Orgoglio e pregiudizio
di Joe Wright
Trasposizione quasi fedele dell’omonimo romanzo di Jane Austen, Orgoglio e pregiudizio è un film ben fatto e decisamente piacevole. La storia d’amore tra la caparbia Lizzy (una donna che pensa in una società nella quale non le viene chiesto di farlo) e il tenebroso, ma in fondo sensibile, Darcy regge alla sfida del tempo. Lizzy e Darcy si incontrano, litigano (ovviamente!) e si amano tra scenari splendidamente fotografati e bei costumi, consunti quel tanto che serve a non farli sembrare finti. Curioso, però, che in una pellicola incentrata su due giovani innamorati a spiccare in molte occasioni siano, soprattutto, i personaggi minori. Un ottimo cast supporta infatti i due protagonisti. Tra tutti spiccano un Donald Sutherland in grande forma (il signor Bennett) e una spumeggiante Brenda Blethyn, nel ruolo della suscettibile signora Bennett, che conquista il pubblico in sala regalandogli più di una risata.
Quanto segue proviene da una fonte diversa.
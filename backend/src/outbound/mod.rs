//! Outbound adapters implementing domain ports for external infrastructure.
//!
//! - **whatsapp**: reqwest-backed client for an upstream WhatsApp REST gateway
//!
//! Adapters are thin translators that convert between domain types and
//! infrastructure-specific representations. They contain no business logic.

pub mod whatsapp;
//! Discovery listener: receives heartbeat datagrams and feeds the peer table.

use std::net::{Ipv4Addr, SocketAddr};
use std::sync::Arc;
use std::time::Instant;

use landrop_protocol::wire::decode_frame;
use landrop_protocol::Message;
use socket2::{Domain, Protocol, Socket, Type};
use tokio::net::UdpSocket;
use tokio_util::sync::CancellationToken;
use tracing::{debug, info, trace, warn};

use crate::identity::NodeIdentity;
use crate::peers::PeerTable;
use crate::{DiscoveryError, NO_TRAFFIC_WARN_AFTER, SWEEP_INTERVAL};

/// Heartbeats are small; anything larger than this is not ours.
const MAX_DATAGRAM: usize = 2048;

/// Binds the shared discovery port with address and port reuse enabled,
/// so several nodes can coexist on one host.
///
/// Platforms without `SO_REUSEPORT` or an equivalent would silently steal
/// datagrams from each other, so the bind fails instead.
pub fn bind_reuse_udp(port: u16) -> Result<std::net::UdpSocket, DiscoveryError> {
    let socket = Socket::new(Domain::IPV4, Type::DGRAM, Some(Protocol::UDP))?;
    socket.set_reuse_address(true)?;
    #[cfg(unix)]
    socket.set_reuse_port(true)?;
    // On Windows SO_REUSEADDR already permits the shared bind.
    #[cfg(not(any(unix, windows)))]
    return Err(DiscoveryError::Config(
        "this platform has no UDP port-reuse; cannot share the discovery port".into(),
    ));

    socket.set_nonblocking(true)?;
    let addr: SocketAddr = (Ipv4Addr::UNSPECIFIED, port).into();
    socket.bind(&addr.into())?;
    Ok(socket.into())
}

/// Receives broadcast heartbeats and upserts peers.
pub struct DiscoveryListener {
    socket: UdpSocket,
    table: Arc<PeerTable>,
    own_endpoint: (Ipv4Addr, u16),
}

impl DiscoveryListener {
    /// Binds the broadcast port. Fails fast when the port cannot be shared.
    ///
    /// `own` is this node's identity, used to drop echoes of our own
    /// broadcasts.
    pub fn bind(
        broadcast_port: u16,
        own: &NodeIdentity,
        table: Arc<PeerTable>,
    ) -> Result<Self, DiscoveryError> {
        let std_socket = bind_reuse_udp(broadcast_port)?;
        let socket = UdpSocket::from_std(std_socket)?;
        Ok(Self {
            socket,
            table,
            own_endpoint: (own.ip, own.port),
        })
    }

    /// Local address of the bound socket (useful when bound to port 0).
    pub fn local_addr(&self) -> std::io::Result<SocketAddr> {
        self.socket.local_addr()
    }

    /// Runs the receive loop until cancelled.
    pub async fn run(self, cancel: CancellationToken) {
        info!(addr = ?self.socket.local_addr().ok(), "discovery listener started");

        let quiet_deadline = tokio::time::sleep(NO_TRAFFIC_WARN_AFTER);
        tokio::pin!(quiet_deadline);
        let mut seen_any = false;

        let mut buf = vec![0u8; MAX_DATAGRAM];
        loop {
            tokio::select! {
                biased;
                _ = cancel.cancelled() => {
                    debug!("discovery listener stopped");
                    return;
                }
                _ = &mut quiet_deadline, if !seen_any => {
                    warn!(
                        secs = NO_TRAFFIC_WARN_AFTER.as_secs(),
                        "no discovery traffic at all, not even our own echo; \
                         is the broadcast port firewalled?"
                    );
                    seen_any = true;
                }
                result = self.socket.recv_from(&mut buf) => {
                    match result {
                        Ok((n, src)) => {
                            seen_any = true;
                            self.handle_datagram(&buf[..n], src);
                        }
                        Err(e) => {
                            warn!(error = %e, "discovery recv failed");
                            tokio::select! {
                                biased;
                                _ = cancel.cancelled() => return,
                                _ = tokio::time::sleep(std::time::Duration::from_secs(1)) => {}
                            }
                        }
                    }
                }
            }
        }
    }

    /// Parses one datagram. Malformed data and non-heartbeats are dropped
    /// silently; the `(ip, port)` inside the message is authoritative, not
    /// the datagram source.
    fn handle_datagram(&self, data: &[u8], src: SocketAddr) {
        let (name, ip, port, os) = match decode_frame(data) {
            Ok((Message::Heartbeat { name, ip, port, os }, _)) => (name, ip, port, os),
            Ok((other, _)) => {
                debug!(%src, msg = ?other, "non-heartbeat datagram on discovery port");
                return;
            }
            Err(e) => {
                debug!(%src, error = %e, "malformed discovery datagram");
                return;
            }
        };

        if (ip, port) == self.own_endpoint {
            trace!("own heartbeat echo dropped");
            return;
        }

        trace!(%name, %ip, port, "heartbeat received");
        self.table
            .upsert(NodeIdentity { name, ip, port, os }, Instant::now());
    }
}

/// Evicts expired peers every [`SWEEP_INTERVAL`] until cancelled.
pub async fn run_sweeper(table: Arc<PeerTable>, cancel: CancellationToken) {
    let mut ticker = tokio::time::interval(SWEEP_INTERVAL);
    ticker.tick().await;
    loop {
        tokio::select! {
            biased;
            _ = cancel.cancelled() => return,
            _ = ticker.tick() => {
                let evicted = table.sweep(Instant::now());
                if evicted > 0 {
                    debug!(evicted, "expired peers evicted");
                }
            }
        }
    }
}

#[cfg(test)]
mod tests {
    use super::*;
    use landrop_protocol::wire::encode_frame;
    use std::time::Duration;

    fn own_identity() -> NodeIdentity {
        NodeIdentity {
            name: "self".into(),
            ip: "127.0.0.1".parse().unwrap(),
            port: 12000,
            os: "linux".into(),
        }
    }

    fn peer_identity(port: u16) -> NodeIdentity {
        NodeIdentity {
            name: format!("peer_{port}"),
            ip: "127.0.0.1".parse().unwrap(),
            port,
            os: "linux".into(),
        }
    }

    async fn send_to(addr: SocketAddr, data: &[u8]) {
        let sock = UdpSocket::bind("127.0.0.1:0").await.unwrap();
        sock.send_to(data, addr).await.unwrap();
    }

    async fn wait_for<F: Fn() -> bool>(cond: F) -> bool {
        for _ in 0..100 {
            if cond() {
                return true;
            }
            tokio::time::sleep(Duration::from_millis(10)).await;
        }
        false
    }

    #[test]
    fn same_port_binds_twice_with_reuse() {
        let a = bind_reuse_udp(0).unwrap();
        let port = a.local_addr().unwrap().port();
        let b = bind_reuse_udp(port).unwrap();
        drop((a, b));
    }

    #[tokio::test]
    async fn heartbeat_populates_table() {
        let table = Arc::new(PeerTable::new());
        let listener = DiscoveryListener::bind(0, &own_identity(), Arc::clone(&table)).unwrap();
        let addr = listener.local_addr().unwrap();
        let cancel = CancellationToken::new();
        let handle = tokio::spawn(listener.run(cancel.clone()));

        let frame = encode_frame(&peer_identity(12001).heartbeat()).unwrap();
        send_to(addr, &frame).await;

        assert!(wait_for(|| table.len() == 1).await, "peer never appeared");
        let record = &table.snapshot()[0];
        assert_eq!(record.identity.port, 12001);
        assert_eq!(record.identity.name, "peer_12001");

        cancel.cancel();
        handle.await.unwrap();
    }

    #[tokio::test]
    async fn own_echo_is_filtered() {
        let table = Arc::new(PeerTable::new());
        let own = own_identity();
        let listener = DiscoveryListener::bind(0, &own, Arc::clone(&table)).unwrap();
        let addr = listener.local_addr().unwrap();
        let cancel = CancellationToken::new();
        let handle = tokio::spawn(listener.run(cancel.clone()));

        // Our own heartbeat, then a real peer's: only the peer shows up.
        send_to(addr, &encode_frame(&own.heartbeat()).unwrap()).await;
        send_to(addr, &encode_frame(&peer_identity(12002).heartbeat()).unwrap()).await;

        assert!(wait_for(|| table.len() == 1).await);
        assert_eq!(table.snapshot()[0].identity.port, 12002);

        cancel.cancel();
        handle.await.unwrap();
    }

    #[tokio::test]
    async fn malformed_datagrams_are_dropped() {
        let table = Arc::new(PeerTable::new());
        let listener = DiscoveryListener::bind(0, &own_identity(), Arc::clone(&table)).unwrap();
        let addr = listener.local_addr().unwrap();
        let cancel = CancellationToken::new();
        let handle = tokio::spawn(listener.run(cancel.clone()));

        send_to(addr, b"not a frame").await;
        send_to(addr, &[0, 0, 0, 2, b'{', b'}']).await;
        // A valid frame that is not a heartbeat.
        send_to(addr, &encode_frame(&Message::FileAccept).unwrap()).await;
        // Then a valid heartbeat to prove the loop survived.
        send_to(addr, &encode_frame(&peer_identity(12003).heartbeat()).unwrap()).await;

        assert!(wait_for(|| table.len() == 1).await);
        cancel.cancel();
        handle.await.unwrap();
    }

    #[tokio::test]
    async fn sweeper_exits_on_cancel() {
        let table = Arc::new(PeerTable::new());
        let cancel = CancellationToken::new();
        let handle = tokio::spawn(run_sweeper(table, cancel.clone()));
        cancel.cancel();
        tokio::time::timeout(Duration::from_secs(1), handle)
            .await
            .expect("sweeper must observe cancel quickly")
            .unwrap();
    }
}
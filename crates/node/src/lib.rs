//! Node lifecycle: wires the discovery and transfer planes together.
//!
//! A [`Node`] owns every long-lived resource (identity, peer table,
//! confirmation bridge, sockets) and hands the UI a small hook surface:
//! peer snapshots, send submission, confirmation pulls, and a progress
//! stream. All background tasks hang off one cancellation token, so
//! shutdown is a single signal plus a bounded join.

use std::net::{Ipv4Addr, SocketAddr};
use std::path::PathBuf;
use std::sync::{Arc, Mutex};
use std::time::Duration;

use tokio::net::TcpListener;
use tokio::sync::mpsc;
use tokio::task::JoinHandle;
use tokio_util::sync::CancellationToken;
use tracing::{info, warn};

use landrop_discovery::{
    run_sweeper, Broadcaster, DiscoveryError, DiscoveryListener, NameLookup, NodeIdentity,
    PeerRecord, PeerTable, DEFAULT_BROADCAST_PORT, DEFAULT_TRANSFER_PORT_START,
};
use landrop_transfer::{
    send_file, ConfirmBridge, FileOffer, PendingOffer, ProgressEvent, SendOutcome,
    TransferAcceptor, TransferError,
};

/// Every task must observe shutdown within this deadline.
pub const SHUTDOWN_TIMEOUT: Duration = Duration::from_secs(1);

/// How many ports past the scan start to probe for a free transfer port.
const TRANSFER_PORT_SCAN: u16 = 100;

/// Size of the progress event buffer; sessions drop events when full.
const PROGRESS_BUFFER: usize = 256;

/// Startup parameters for a node.
#[derive(Debug, Clone)]
pub struct NodeConfig {
    /// Heartbeat name; `None` derives `node_<last-octet>_<port>`.
    pub name: Option<String>,
    /// UDP discovery port shared by all nodes on the LAN.
    pub broadcast_port: u16,
    /// TCP transfer port; `None` scans from 12000.
    pub transfer_port: Option<u16>,
    /// Where accepted files land.
    pub download_dir: PathBuf,
}

impl Default for NodeConfig {
    fn default() -> Self {
        Self {
            name: None,
            broadcast_port: DEFAULT_BROADCAST_PORT,
            transfer_port: None,
            download_dir: PathBuf::from("./downloads"),
        }
    }
}

/// Errors surfaced by the node lifecycle and command hooks.
#[derive(Debug, thiserror::Error)]
pub enum NodeError {
    #[error("I/O error: {0}")]
    Io(#[from] std::io::Error),

    #[error("discovery error: {0}")]
    Discovery(#[from] DiscoveryError),

    #[error("transfer error: {0}")]
    Transfer(#[from] TransferError),

    #[error("no peer named or addressed '{0}'")]
    UnknownTarget(String),

    #[error("'{0}' names more than one peer, use ip:port")]
    AmbiguousTarget(String),

    #[error("configuration error: {0}")]
    Config(String),
}

/// A running node: discovery plus transfer, one cancellation token.
pub struct Node {
    identity: NodeIdentity,
    peers: Arc<PeerTable>,
    bridge: Arc<ConfirmBridge>,
    progress_tx: mpsc::Sender<ProgressEvent>,
    progress_rx: Mutex<Option<mpsc::Receiver<ProgressEvent>>>,
    cancel: CancellationToken,
    tasks: Vec<JoinHandle<()>>,
}

impl Node {
    /// Binds all sockets (fail fast) and spawns the background tasks:
    /// broadcaster, discovery listener, sweeper, transfer acceptor.
    pub async fn start(config: NodeConfig) -> Result<Self, NodeError> {
        let listener = bind_transfer_listener(config.transfer_port).await?;
        let port = listener.local_addr()?.port();

        let identity = NodeIdentity::resolve(config.name, port);
        let peers = Arc::new(PeerTable::new());
        let bridge = Arc::new(ConfirmBridge::new());
        let (progress_tx, progress_rx) = mpsc::channel(PROGRESS_BUFFER);

        // Both discovery sockets bind before anything is spawned, so a
        // taken port aborts startup instead of limping along.
        let discovery = DiscoveryListener::bind(config.broadcast_port, &identity, Arc::clone(&peers))?;
        let broadcaster = Broadcaster::bind(&identity, config.broadcast_port).await?;
        let acceptor = TransferAcceptor::new(
            listener,
            Arc::clone(&bridge),
            config.download_dir,
            progress_tx.clone(),
        );

        let cancel = CancellationToken::new();
        let tasks = vec![
            tokio::spawn(broadcaster.run(cancel.clone())),
            tokio::spawn(discovery.run(cancel.clone())),
            tokio::spawn(run_sweeper(Arc::clone(&peers), cancel.clone())),
            tokio::spawn(acceptor.run(cancel.clone())),
        ];

        info!(
            name = %identity.name,
            ip = %identity.ip,
            port = identity.port,
            broadcast_port = config.broadcast_port,
            "node started"
        );

        Ok(Self {
            identity,
            peers,
            bridge,
            progress_tx,
            progress_rx: Mutex::new(Some(progress_rx)),
            cancel,
            tasks,
        })
    }

    /// This node's published identity.
    pub fn identity(&self) -> &NodeIdentity {
        &self.identity
    }

    /// The live peer table (synchronized; see [`PeerTable`]).
    pub fn peers(&self) -> &PeerTable {
        &self.peers
    }

    /// Owned snapshot of the peer table for rendering.
    pub fn peers_snapshot(&self) -> Vec<PeerRecord> {
        self.peers.snapshot()
    }

    /// Offers awaiting a verdict that the UI has not pulled yet.
    pub fn pending_offers(&self) -> Vec<FileOffer> {
        self.bridge.pending()
    }

    /// Waits for the next offer needing a user verdict.
    pub async fn next_confirmation(&self) -> PendingOffer {
        self.bridge.next().await
    }

    /// Resolves a `send` target: an `ip:port` literal, else an exact peer
    /// name. Duplicate names are refused rather than guessed at.
    pub fn resolve_target(&self, target: &str) -> Result<SocketAddr, NodeError> {
        if let Ok(addr) = target.parse::<SocketAddr>() {
            return Ok(addr);
        }
        match self.peers.lookup_by_name(target) {
            NameLookup::Found(identity) => Ok(identity.endpoint()),
            NameLookup::NotFound => Err(NodeError::UnknownTarget(target.to_string())),
            NameLookup::Ambiguous => Err(NodeError::AmbiguousTarget(target.to_string())),
        }
    }

    /// Starts sending `path` to `target` on its own task.
    ///
    /// Target resolution errors are reported synchronously; everything
    /// after that arrives through the returned handle and the progress
    /// stream.
    pub fn submit_send(
        &self,
        target: &str,
        path: PathBuf,
    ) -> Result<JoinHandle<Result<SendOutcome, TransferError>>, NodeError> {
        let addr = self.resolve_target(target)?;
        let progress = self.progress_tx.clone();
        let cancel = self.cancel.clone();
        Ok(tokio::spawn(async move {
            send_file(addr, &path, progress, cancel).await
        }))
    }

    /// Takes the progress event receiver. Yields `None` after the first
    /// call.
    pub fn take_progress(&self) -> Option<mpsc::Receiver<ProgressEvent>> {
        self.progress_rx.lock().unwrap().take()
    }

    /// Signals every task and joins them within [`SHUTDOWN_TIMEOUT`].
    /// Stragglers (including in-flight transfers) are aborted.
    pub async fn shutdown(self) {
        info!("node shutting down");
        self.cancel.cancel();
        for mut task in self.tasks {
            if tokio::time::timeout(SHUTDOWN_TIMEOUT, &mut task)
                .await
                .is_err()
            {
                warn!("task missed the shutdown deadline, aborting");
                task.abort();
            }
        }
    }
}

/// Binds the TCP transfer listener: an explicit port fails fast, no port
/// scans from [`DEFAULT_TRANSFER_PORT_START`].
async fn bind_transfer_listener(port: Option<u16>) -> Result<TcpListener, NodeError> {
    match port {
        Some(port) => Ok(TcpListener::bind((Ipv4Addr::UNSPECIFIED, port)).await?),
        None => {
            let start = DEFAULT_TRANSFER_PORT_START;
            for candidate in start..start + TRANSFER_PORT_SCAN {
                match TcpListener::bind((Ipv4Addr::UNSPECIFIED, candidate)).await {
                    Ok(listener) => return Ok(listener),
                    Err(_) => continue,
                }
            }
            Err(NodeError::Config(format!(
                "no free transfer port in {start}..{}",
                start + TRANSFER_PORT_SCAN
            )))
        }
    }
}
//! Peer discovery over UDP broadcast.
//!
//! Every node broadcasts a framed `HEARTBEAT` datagram on a well-known port
//! and listens on the same port to build a liveness table of its peers.
//! Entries expire when heartbeats stop arriving.

pub mod broadcast;
pub mod identity;
pub mod listener;
pub mod peers;

pub use broadcast::Broadcaster;
pub use identity::{detect_os, local_ipv4, NodeIdentity};
pub use listener::{run_sweeper, DiscoveryListener};
pub use peers::{NameLookup, PeerRecord, PeerTable};

use std::time::Duration;

/// Well-known UDP port heartbeats are broadcast on.
pub const DEFAULT_BROADCAST_PORT: u16 = 23333;

/// First candidate when scanning for a free TCP transfer port.
pub const DEFAULT_TRANSFER_PORT_START: u16 = 12000;

/// Cadence of heartbeat broadcasts.
pub const HEARTBEAT_INTERVAL: Duration = Duration::from_secs(3);

/// A peer is evicted when no heartbeat arrived for this long.
pub const PEER_TTL: Duration = Duration::from_secs(60);

/// Cadence of the eviction sweep (must stay below `PEER_TTL / 2`).
pub const SWEEP_INTERVAL: Duration = Duration::from_secs(15);

/// Rapid heartbeats fired at startup so new nodes appear quickly.
pub const STARTUP_BURST: usize = 3;

/// Gap between the startup burst heartbeats.
pub const STARTUP_BURST_GAP: Duration = Duration::from_millis(200);

/// Warn once if the listener saw no datagram at all for this long after
/// start; usually a firewalled broadcast port.
pub const NO_TRAFFIC_WARN_AFTER: Duration = Duration::from_secs(30);

/// Errors for discovery operations.
#[derive(Debug, thiserror::Error)]
pub enum DiscoveryError {
    #[error("I/O error: {0}")]
    Io(#[from] std::io::Error),

    #[error("configuration error: {0}")]
    Config(String),
}
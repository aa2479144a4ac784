//! Interactive command shell: `peers`, `send`, `name`, `help`, `quit`.
//!
//! The shell owns stdin. Incoming transfer offers interrupt the prompt,
//! are answered inline, and the command loop resumes.

use std::io::Write as _;
use std::path::PathBuf;
use std::time::Instant;

use landrop_discovery::PeerRecord;
use landrop_node::Node;
use landrop_transfer::{PendingOffer, SendOutcome, Verdict};
use tokio::io::{AsyncBufReadExt, BufReader, Lines, Stdin};

enum Flow {
    Continue,
    Quit,
}

pub async fn run(node: &Node) -> anyhow::Result<()> {
    let mut lines = BufReader::new(tokio::io::stdin()).lines();

    loop {
        print!("> ");
        std::io::stdout().flush()?;

        tokio::select! {
            pending = node.next_confirmation() => {
                answer_confirmation(&mut lines, pending).await?;
            }
            line = lines.next_line() => {
                match line? {
                    None => break, // stdin closed
                    Some(line) => {
                        if let Flow::Quit = handle_command(node, line.trim()).await {
                            break;
                        }
                    }
                }
            }
        }
    }
    Ok(())
}

/// Prompts for a verdict on one pending offer and resolves it.
///
/// The receive session auto-rejects after its own timeout; a late answer
/// is simply dropped.
async fn answer_confirmation(
    lines: &mut Lines<BufReader<Stdin>>,
    pending: PendingOffer,
) -> anyhow::Result<()> {
    let offer = pending.offer();
    print!(
        "\nincoming file '{}' ({}) from {}, accept? [y/N] ",
        offer.filename,
        format_size(offer.size),
        offer.peer
    );
    std::io::stdout().flush()?;

    let verdict = match lines.next_line().await? {
        Some(answer) if matches!(answer.trim(), "y" | "Y" | "yes") => Verdict::Accept,
        _ => Verdict::Reject,
    };
    pending.resolve(verdict);
    Ok(())
}

async fn handle_command(node: &Node, line: &str) -> Flow {
    let mut parts = line.splitn(3, char::is_whitespace);
    match parts.next().unwrap_or("") {
        "" => {}
        "peers" => {
            print!("{}", render_peers(&node.peers_snapshot(), Instant::now()));
        }
        "send" => match (parts.next(), parts.next()) {
            (Some(target), Some(path)) => submit_send(node, target, path),
            _ => println!("usage: send <peer-name|ip:port> <file>"),
        },
        "name" => {
            let identity = node.identity();
            println!("{} ({}:{})", identity.name, identity.ip, identity.port);
        }
        "help" => print_help(),
        "quit" | "exit" => return Flow::Quit,
        other => println!("unknown command '{other}' (try 'help')"),
    }
    Flow::Continue
}

fn submit_send(node: &Node, target: &str, path: &str) {
    match node.submit_send(target, PathBuf::from(path)) {
        Ok(handle) => {
            let target = target.to_string();
            tokio::spawn(async move {
                match handle.await {
                    Ok(Ok(SendOutcome::Delivered)) => {
                        println!("transfer to {target} complete");
                    }
                    Ok(Ok(SendOutcome::Rejected { reason })) => match reason {
                        Some(reason) => println!("{target} rejected the transfer: {reason}"),
                        None => println!("{target} rejected the transfer"),
                    },
                    Ok(Ok(SendOutcome::VerifyFailed { .. })) => {
                        println!("transfer to {target} failed verification, peer discarded it");
                    }
                    Ok(Err(e)) => println!("transfer to {target} failed: {e}"),
                    Err(_) => {} // aborted at shutdown
                }
            });
        }
        Err(e) => println!("cannot send: {e}"),
    }
}

fn print_help() {
    println!("commands:");
    println!("  peers                        list discovered peers");
    println!("  send <peer|ip:port> <file>   push a file to a peer");
    println!("  name                         show this node's identity");
    println!("  quit                         leave");
}

/// Renders the peer table as aligned columns.
fn render_peers(records: &[PeerRecord], now: Instant) -> String {
    let mut out = String::new();
    if records.is_empty() {
        out.push_str("no peers discovered yet\n");
        return out;
    }

    out.push_str(&format!(
        "{:<18} {:<21} {:<9} {}\n",
        "NAME", "ADDRESS", "OS", "LAST SEEN"
    ));
    for record in records {
        let identity = &record.identity;
        out.push_str(&format!(
            "{:<18} {:<21} {:<9} {}s ago\n",
            identity.name,
            format!("{}:{}", identity.ip, identity.port),
            identity.os,
            record.age(now).as_secs(),
        ));
    }
    out.push_str(&format!("{} peer(s) online\n", records.len()));
    out
}

/// Human-readable byte counts, one decimal from KB up.
pub fn format_size(bytes: u64) -> String {
    const KB: f64 = 1024.0;
    const MB: f64 = KB * 1024.0;
    const GB: f64 = MB * 1024.0;

    let bytes_f = bytes as f64;
    if bytes_f < KB {
        format!("{bytes} B")
    } else if bytes_f < MB {
        format!("{:.1} KB", bytes_f / KB)
    } else if bytes_f < GB {
        format!("{:.1} MB", bytes_f / MB)
    } else {
        format!("{:.1} GB", bytes_f / GB)
    }
}

#[cfg(test)]
mod tests {
    use super::*;
    use landrop_discovery::NodeIdentity;

    #[test]
    fn format_size_units() {
        assert_eq!(format_size(0), "0 B");
        assert_eq!(format_size(512), "512 B");
        assert_eq!(format_size(1536), "1.5 KB");
        assert_eq!(format_size(200 * 1024), "200.0 KB");
        assert_eq!(format_size(5 * 1024 * 1024), "5.0 MB");
        assert_eq!(format_size(3 * 1024 * 1024 * 1024), "3.0 GB");
    }

    #[test]
    fn render_peers_empty() {
        assert_eq!(render_peers(&[], Instant::now()), "no peers discovered yet\n");
    }

    #[test]
    fn render_peers_columns() {
        let now = Instant::now();
        let records = vec![PeerRecord {
            identity: NodeIdentity {
                name: "node_7_12001".into(),
                ip: "192.168.1.7".parse().unwrap(),
                port: 12001,
                os: "linux".into(),
            },
            last_seen: now,
        }];
        let table = render_peers(&records, now);
        assert!(table.contains("node_7_12001"));
        assert!(table.contains("192.168.1.7:12001"));
        assert!(table.contains("0s ago"));
        assert!(table.contains("1 peer(s) online"));
    }
}
//! Framing: 4-byte big-endian length prefix + JSON payload.
//!
//! The same framing applies to TCP streams (one frame per message, read
//! with [`read_frame`]) and UDP datagrams (one frame per datagram, decoded
//! in place with [`decode_frame`]).

use tokio::io::{AsyncRead, AsyncReadExt, AsyncWrite, AsyncWriteExt};

use crate::messages::Message;
use crate::{ProtocolError, MAX_FRAME_LEN};

const LEN_SIZE: usize = 4;

/// Encodes a message into a single frame: 4 bytes BE length + JSON.
pub fn encode_frame(msg: &Message) -> Result<Vec<u8>, ProtocolError> {
    let payload = serde_json::to_vec(msg)?;
    if payload.len() > MAX_FRAME_LEN {
        return Err(ProtocolError::FrameTooLarge(payload.len()));
    }
    let mut out = Vec::with_capacity(LEN_SIZE + payload.len());
    out.extend_from_slice(&(payload.len() as u32).to_be_bytes());
    out.extend_from_slice(&payload);
    Ok(out)
}

/// Decodes one frame from the front of `bytes`.
///
/// Returns the message and the number of bytes consumed. A buffer shorter
/// than one whole frame yields [`ProtocolError::NeedMore`].
pub fn decode_frame(bytes: &[u8]) -> Result<(Message, usize), ProtocolError> {
    if bytes.len() < LEN_SIZE {
        return Err(ProtocolError::NeedMore);
    }
    let len = u32::from_be_bytes([bytes[0], bytes[1], bytes[2], bytes[3]]) as usize;
    if len > MAX_FRAME_LEN {
        return Err(ProtocolError::FrameTooLarge(len));
    }
    if bytes.len() < LEN_SIZE + len {
        return Err(ProtocolError::NeedMore);
    }
    let msg: Message = serde_json::from_slice(&bytes[LEN_SIZE..LEN_SIZE + len])?;
    Ok((msg, LEN_SIZE + len))
}

/// Reads exactly one frame from a stream.
///
/// EOF before a complete frame surfaces as an `UnexpectedEof` I/O error.
pub async fn read_frame<R: AsyncRead + Unpin>(reader: &mut R) -> Result<Message, ProtocolError> {
    let mut len_buf = [0u8; LEN_SIZE];
    reader.read_exact(&mut len_buf).await?;
    let len = u32::from_be_bytes(len_buf) as usize;
    if len > MAX_FRAME_LEN {
        return Err(ProtocolError::FrameTooLarge(len));
    }
    let mut payload = vec![0u8; len];
    reader.read_exact(&mut payload).await?;
    Ok(serde_json::from_slice(&payload)?)
}

/// Writes one frame to a stream and flushes it.
pub async fn write_frame<W: AsyncWrite + Unpin>(
    writer: &mut W,
    msg: &Message,
) -> Result<(), ProtocolError> {
    let frame = encode_frame(msg)?;
    writer.write_all(&frame).await?;
    writer.flush().await?;
    Ok(())
}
Troppe smorfie e occhi sgranati invece per la giovanissima diva da copertina Keira Knightly. Il ruolo avrebbe necessitato, forse, di corde recitative diverse e un po’ forzata appare perciò la sua nomination all’oscar come migliore attrice protagonista. Nel complesso un bel film d’amore vecchio stile, con tanto di happy end, a dimostrazione che una struttura narrativa forte, basata su conflitti universali, se è ben diretta, funziona sempre.